Why is he apologizing? I think that's a pretty accurate assessment of the situation. The demographic statistics certainly bear that out.


Tennessee Considers Arizona-style Law

Tennessee is considering a law similar to SB 1070 in Arizona, where officers, like Tucson's Angel Ramírez, shown here talking to a mother and her daughter, are allowed to inquire about suspects' immigration status.
Tennessee’s legislators plan to consider a bill next year styled after Arizona’s SB 1070, even though the state already has strict laws targeting illegal immigrants.

State Sen. Bill Ketron and Rep. Joe Carr, both Republicans, are preparing a bill that criminalizes illegal immigrants and authorizes local law enforcement authorities to detain “any person” suspected of being in the country unlawfully. “You can’t deny how [illegal immigration] is affecting us, from education to healthcare to the judicial system to incarceration, and more importantly the number of jobs it’s taken away,” Ketron said.

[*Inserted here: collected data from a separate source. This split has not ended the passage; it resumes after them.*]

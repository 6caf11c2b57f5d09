//! Effectif client - authenticated HTTP client for the employee admin backend
//!
//! Layering, leaf first: [`store::CredentialStore`] persists the credential
//! set, [`auth::TokenAuthority`] drives the bearer-refresh protocol,
//! [`interceptor::HttpInterceptor`] decorates and retries calls, and the
//! [`api`] resource clients translate responses into the
//! [`shared::ApiResponse`] envelope. A UI collaborator talks to the
//! resource clients only.

pub mod api;
pub mod auth;
pub mod config;
pub mod error;
pub mod interceptor;
pub mod store;

pub use api::{AuthApi, EmployeeApi};
pub use auth::TokenAuthority;
pub use config::ClientConfig;
pub use error::{ClientError, ClientResult};
pub use interceptor::{HttpInterceptor, SessionHook};
pub use store::{CredentialStore, MemoryStore, RedbStore, StoreError};

// Re-export shared types for convenience
pub use shared::{
    ApiResponse, Employee, EmployeeFilters, EmployeeFormData, LoginRequest, LoginResponse,
    POSTES, UserProfile,
};

use std::sync::Arc;

/// Composition root: wires store, authority, interceptor and resource
/// clients into one explicitly constructed object
///
/// One instance per process; resource clients share the same interceptor
/// and token authority.
pub struct EffectifClient {
    pub auth: AuthApi,
    pub employees: EmployeeApi,
    authority: Arc<TokenAuthority>,
}

impl EffectifClient {
    /// Build a client over the given credential store
    pub fn new(config: ClientConfig, store: Arc<dyn CredentialStore>) -> ClientResult<Self> {
        Self::build(config, store, None)
    }

    /// Build a client with a session-invalidated callback
    pub fn with_session_hook(
        config: ClientConfig,
        store: Arc<dyn CredentialStore>,
        hook: SessionHook,
    ) -> ClientResult<Self> {
        Self::build(config, store, Some(hook))
    }

    fn build(
        config: ClientConfig,
        store: Arc<dyn CredentialStore>,
        hook: Option<SessionHook>,
    ) -> ClientResult<Self> {
        // No global request timeout: only the IP lookup is bounded
        let client = reqwest::Client::builder().build()?;

        let authority = Arc::new(TokenAuthority::new(
            store,
            client.clone(),
            config.refresh_url.clone(),
        ));

        let mut interceptor = HttpInterceptor::new(&config, client, Arc::clone(&authority));
        if let Some(hook) = hook {
            interceptor = interceptor.with_session_hook(hook);
        }
        let interceptor = Arc::new(interceptor);

        Ok(Self {
            auth: AuthApi::new(Arc::clone(&interceptor), Arc::clone(&authority)),
            employees: EmployeeApi::new(interceptor),
            authority,
        })
    }

    /// True iff an access token is currently stored
    pub fn is_authenticated(&self) -> bool {
        self.authority.is_authenticated()
    }

    /// Stored user profile, if any
    pub fn profile(&self) -> Option<UserProfile> {
        self.authority.profile()
    }
}
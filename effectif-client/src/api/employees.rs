//! Employee API

use crate::error::ClientResult;
use crate::interceptor::HttpInterceptor;
use reqwest::Response;
use serde::Deserialize;
use serde::de::DeserializeOwned;
use shared::{ApiResponse, Employee, EmployeeFormData};
use std::sync::Arc;
use tracing::warn;

/// User-facing message for a body that is not the JSON we expected
const INVALID_FORMAT_ERROR: &str = "Format de réponse invalide";

/// Error body shape of the employee endpoints
#[derive(Deserialize)]
struct ErrorBody {
    error: Option<String>,
    state: Option<String>,
}

/// Typed client for the employees resource
pub struct EmployeeApi {
    http: Arc<HttpInterceptor>,
}

impl EmployeeApi {
    pub fn new(http: Arc<HttpInterceptor>) -> Self {
        Self { http }
    }

    /// List all employees
    pub async fn get_all(&self) -> ApiResponse<Vec<Employee>> {
        let result = self.try_get("/employes").await;
        normalize(result, "Erreur lors de la récupération des employés")
    }

    /// Fetch one employee by id
    pub async fn get_by_id(&self, id: i64) -> ApiResponse<Employee> {
        let result = self.try_get(&format!("/employes/{id}")).await;
        normalize(result, "Erreur lors de la récupération de l'employé")
    }

    /// Create a new employee
    pub async fn create(&self, employee: &EmployeeFormData) -> ApiResponse<Employee> {
        let result = self.try_create(employee).await;
        normalize(result, "Erreur lors de la création de l'employé")
    }

    /// Update an existing employee
    pub async fn update(&self, id: i64, employee: &EmployeeFormData) -> ApiResponse<Employee> {
        let result = self.try_update(id, employee).await;
        normalize(result, "Erreur lors de la mise à jour de l'employé")
    }

    /// Delete an employee
    pub async fn delete(&self, id: i64) -> ApiResponse<()> {
        let result = self.try_delete(id).await;
        normalize(result, "Erreur lors de la suppression de l'employé")
    }

    async fn try_get<T: DeserializeOwned>(&self, path: &str) -> ClientResult<ApiResponse<T>> {
        handle_response(self.http.get(path).await?).await
    }

    async fn try_create(&self, employee: &EmployeeFormData) -> ClientResult<ApiResponse<Employee>> {
        handle_response(self.http.post("/employes", Some(employee)).await?).await
    }

    async fn try_update(
        &self,
        id: i64,
        employee: &EmployeeFormData,
    ) -> ClientResult<ApiResponse<Employee>> {
        handle_response(self.http.put(&format!("/employes/{id}"), Some(employee)).await?).await
    }

    async fn try_delete(&self, id: i64) -> ClientResult<ApiResponse<()>> {
        handle_empty_response(self.http.delete(&format!("/employes/{id}")).await?).await
    }
}

/// Convert transport-level failures into the envelope; the boundary never
/// propagates a raw error to callers
fn normalize<T>(result: ClientResult<ApiResponse<T>>, message: &str) -> ApiResponse<T> {
    match result {
        Ok(envelope) => envelope,
        Err(err) => {
            warn!(error = %err, "employee API call failed");
            ApiResponse::error(500, message)
        }
    }
}

/// Normalize an interceptor response into the envelope shape
///
/// Non-OK status yields `error` (preferring the backend's `error` field),
/// OK status yields the parsed body as `data`. A body that fails to parse
/// yields the generic invalid-format error.
async fn handle_response<T: DeserializeOwned>(response: Response) -> ClientResult<ApiResponse<T>> {
    let status = response.status();
    let code = status.as_u16();
    let text = response.text().await?;

    if !status.is_success() {
        let body: Option<ErrorBody> = serde_json::from_str(&text).ok();
        let (message, state) = match body {
            Some(body) => (
                body.error
                    .unwrap_or_else(|| format!("HTTP Error: {code}")),
                body.state,
            ),
            None => (format!("HTTP Error: {code}"), None),
        };
        return Ok(ApiResponse::error_with_state(code, message, state));
    }

    match serde_json::from_str::<T>(&text) {
        Ok(data) => Ok(ApiResponse::ok(data, code)),
        Err(err) => {
            warn!(error = %err, "response body is not the expected JSON");
            Ok(ApiResponse::error(code, INVALID_FORMAT_ERROR))
        }
    }
}

/// Like [`handle_response`] for endpoints whose success body is empty
async fn handle_empty_response(response: Response) -> ClientResult<ApiResponse<()>> {
    let status = response.status();
    let code = status.as_u16();

    if !status.is_success() {
        let text = response.text().await?;
        let body: Option<ErrorBody> = serde_json::from_str(&text).ok();
        let (message, state) = match body {
            Some(body) => (
                body.error
                    .unwrap_or_else(|| format!("HTTP Error: {code}")),
                body.state,
            ),
            None => (format!("HTTP Error: {code}"), None),
        };
        return Ok(ApiResponse::error_with_state(code, message, state));
    }

    Ok(ApiResponse::ok((), code))
}
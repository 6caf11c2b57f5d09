//! Client error types

use thiserror::Error;

/// Client error type
#[derive(Debug, Error)]
pub enum ClientError {
    /// HTTP request failed
    #[error("HTTP error: {0}")]
    Http(#[from] reqwest::Error),

    /// Invalid response format
    #[error("Invalid response: {0}")]
    InvalidResponse(String),

    /// Session died: a 401 survived the refresh-and-retry cycle, or the
    /// refresh itself failed. Unrecoverable for the current call.
    #[error("Authentication failed")]
    AuthenticationFailed,

    /// Refresh endpoint rejected the refresh token
    #[error("Refresh rejected with status {0}")]
    RefreshRejected(u16),

    /// Credential store failure
    #[error("Credential store error: {0}")]
    Store(#[from] crate::store::StoreError),

    /// Serialization error
    #[error("Serialization error: {0}")]
    Serialization(#[from] serde_json::Error),
}

/// Result type for client operations
pub type ClientResult<T> = Result<T, ClientError>;
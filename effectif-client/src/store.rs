//! Credential store
//!
//! Durable key/value persistence for the auth credentials, with explicit
//! per-entry expirations. The store is the only component that touches
//! token/profile state on disk; everything above it goes through
//! [`crate::TokenAuthority`].
//!
//! Expiry is enforced by the storage layer on read: an entry past its
//! deadline reads as absent. Absence is a normal result, not an error.

use redb::{Database, ReadableDatabase, ReadableTable, TableDefinition};
use serde::{Deserialize, Serialize};
use std::collections::HashMap;
use std::path::Path;
use std::sync::{Arc, Mutex};
use thiserror::Error;

/// Table for credential entries: key = entry name, value = JSON-serialized `Entry`
const CREDENTIALS_TABLE: TableDefinition<&str, &[u8]> = TableDefinition::new("credentials");

/// Store error type
#[derive(Debug, Error)]
pub enum StoreError {
    #[error("Database error: {0}")]
    Database(#[from] redb::DatabaseError),

    #[error("Transaction error: {0}")]
    Transaction(#[from] redb::TransactionError),

    #[error("Table error: {0}")]
    Table(#[from] redb::TableError),

    #[error("Storage error: {0}")]
    Storage(#[from] redb::StorageError),

    #[error("Commit error: {0}")]
    Commit(#[from] redb::CommitError),

    #[error("Serialization error: {0}")]
    Serialization(#[from] serde_json::Error),

    #[error("Store lock poisoned")]
    Poisoned,
}

pub type StoreResult<T> = Result<T, StoreError>;

/// A stored value with its expiration deadline (epoch milliseconds)
#[derive(Debug, Clone, Serialize, Deserialize)]
struct Entry {
    value: String,
    expires_at_ms: i64,
}

impl Entry {
    fn new(value: &str, ttl_ms: u64) -> Self {
        Self {
            value: value.to_string(),
            expires_at_ms: now_ms() + ttl_ms as i64,
        }
    }

    fn is_expired(&self) -> bool {
        now_ms() >= self.expires_at_ms
    }
}

fn now_ms() -> i64 {
    chrono::Utc::now().timestamp_millis()
}

/// Key/value persistence for credential entries
///
/// Writers of related entries must use the batch operations: a batch is
/// applied atomically, so no reader observes a partially-updated set.
pub trait CredentialStore: Send + Sync {
    /// Store one entry with its time-to-live
    fn set_entry(&self, name: &str, value: &str, ttl_ms: u64) -> StoreResult<()>;

    /// Read one entry; expired or missing entries read as `None`
    fn get_entry(&self, name: &str) -> StoreResult<Option<String>>;

    /// Delete one entry; deleting an absent entry is not an error
    fn delete_entry(&self, name: &str) -> StoreResult<()>;

    /// Store several entries atomically
    fn set_entries(&self, entries: &[(&str, &str, u64)]) -> StoreResult<()>;

    /// Delete several entries atomically
    fn delete_entries(&self, names: &[&str]) -> StoreResult<()>;
}

// ========== Durable store (redb) ==========

/// Credential store backed by a redb database file
///
/// redb commits with immediate durability by default: once a batch write
/// commits, the entries survive process restarts, which is what gives the
/// credentials their page-reload persistence.
#[derive(Clone)]
pub struct RedbStore {
    db: Arc<Database>,
}

impl RedbStore {
    /// Open or create the database at the given path
    pub fn open(path: impl AsRef<Path>) -> StoreResult<Self> {
        let db = Database::create(path)?;

        // Initialize the table so reads never observe a missing table
        let write_txn = db.begin_write()?;
        {
            let _ = write_txn.open_table(CREDENTIALS_TABLE)?;
        }
        write_txn.commit()?;

        Ok(Self { db: Arc::new(db) })
    }

    fn write_batch(&self, entries: &[(&str, &str, u64)], removals: &[&str]) -> StoreResult<()> {
        let write_txn = self.db.begin_write()?;
        {
            let mut table = write_txn.open_table(CREDENTIALS_TABLE)?;
            for (name, value, ttl_ms) in entries {
                let encoded = serde_json::to_vec(&Entry::new(value, *ttl_ms))?;
                table.insert(*name, encoded.as_slice())?;
            }
            for name in removals {
                table.remove(*name)?;
            }
        }
        write_txn.commit()?;
        Ok(())
    }
}

impl CredentialStore for RedbStore {
    fn set_entry(&self, name: &str, value: &str, ttl_ms: u64) -> StoreResult<()> {
        self.write_batch(&[(name, value, ttl_ms)], &[])
    }

    fn get_entry(&self, name: &str) -> StoreResult<Option<String>> {
        let entry = {
            let read_txn = self.db.begin_read()?;
            let table = read_txn.open_table(CREDENTIALS_TABLE)?;
            match table.get(name)? {
                Some(guard) => Some(serde_json::from_slice::<Entry>(guard.value())?),
                None => None,
            }
        };

        match entry {
            Some(entry) if entry.is_expired() => {
                // Lazily drop the dead entry
                self.write_batch(&[], &[name])?;
                Ok(None)
            }
            Some(entry) => Ok(Some(entry.value)),
            None => Ok(None),
        }
    }

    fn delete_entry(&self, name: &str) -> StoreResult<()> {
        self.write_batch(&[], &[name])
    }

    fn set_entries(&self, entries: &[(&str, &str, u64)]) -> StoreResult<()> {
        self.write_batch(entries, &[])
    }

    fn delete_entries(&self, names: &[&str]) -> StoreResult<()> {
        self.write_batch(&[], names)
    }
}

// ========== In-memory store ==========

/// Non-durable store for tests and embedders that do not want a disk path
#[derive(Default)]
pub struct MemoryStore {
    entries: Mutex<HashMap<String, Entry>>,
}

impl MemoryStore {
    pub fn new() -> Self {
        Self::default()
    }
}

impl CredentialStore for MemoryStore {
    fn set_entry(&self, name: &str, value: &str, ttl_ms: u64) -> StoreResult<()> {
        self.set_entries(&[(name, value, ttl_ms)])
    }

    fn get_entry(&self, name: &str) -> StoreResult<Option<String>> {
        let mut entries = self.entries.lock().map_err(|_| StoreError::Poisoned)?;
        match entries.get(name) {
            Some(entry) if entry.is_expired() => {
                entries.remove(name);
                Ok(None)
            }
            Some(entry) => Ok(Some(entry.value.clone())),
            None => Ok(None),
        }
    }

    fn delete_entry(&self, name: &str) -> StoreResult<()> {
        self.delete_entries(&[name])
    }

    fn set_entries(&self, batch: &[(&str, &str, u64)]) -> StoreResult<()> {
        let mut entries = self.entries.lock().map_err(|_| StoreError::Poisoned)?;
        for (name, value, ttl_ms) in batch {
            entries.insert(name.to_string(), Entry::new(value, *ttl_ms));
        }
        Ok(())
    }

    fn delete_entries(&self, names: &[&str]) -> StoreResult<()> {
        let mut entries = self.entries.lock().map_err(|_| StoreError::Poisoned)?;
        for name in names {
            entries.remove(*name);
        }
        Ok(())
    }
}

Like Tennessee, other nearby states, including North Carolina and South Carolina, have expressed an interest in starting out the new legislative session in 2011 reviewing measures similar to the law in Arizona, the first in the nation to criminalize being in the country unlawfully. Tennessee, where foreign-born people account for roughly four percent of the total population, already has restrictive measures that will take effect on January 1.

The most controversial is SB 1141/HB 670, which requires local jails -- despite no training, funds, supervision or access to federal immigration databases -- to verify the immigration status of all those detained. There is also a measure that allows businesses to insist that employees speak only English for “security and efficiency.”

During the vehement debate over the implementation of SB 1070 in Arizona, a group of Tennessee legislators sent a letter to that state’s governor, Jan Brewer, praising her for signing the bill into law.

Recently, another Tennessee legislator, Republican Curry Todd, who supports strict immigration measures, gained notoriety when he said that illegal immigrants “multiply like rats.” Todd later apologized for the comment, but maintains his opposition to illegal immigration.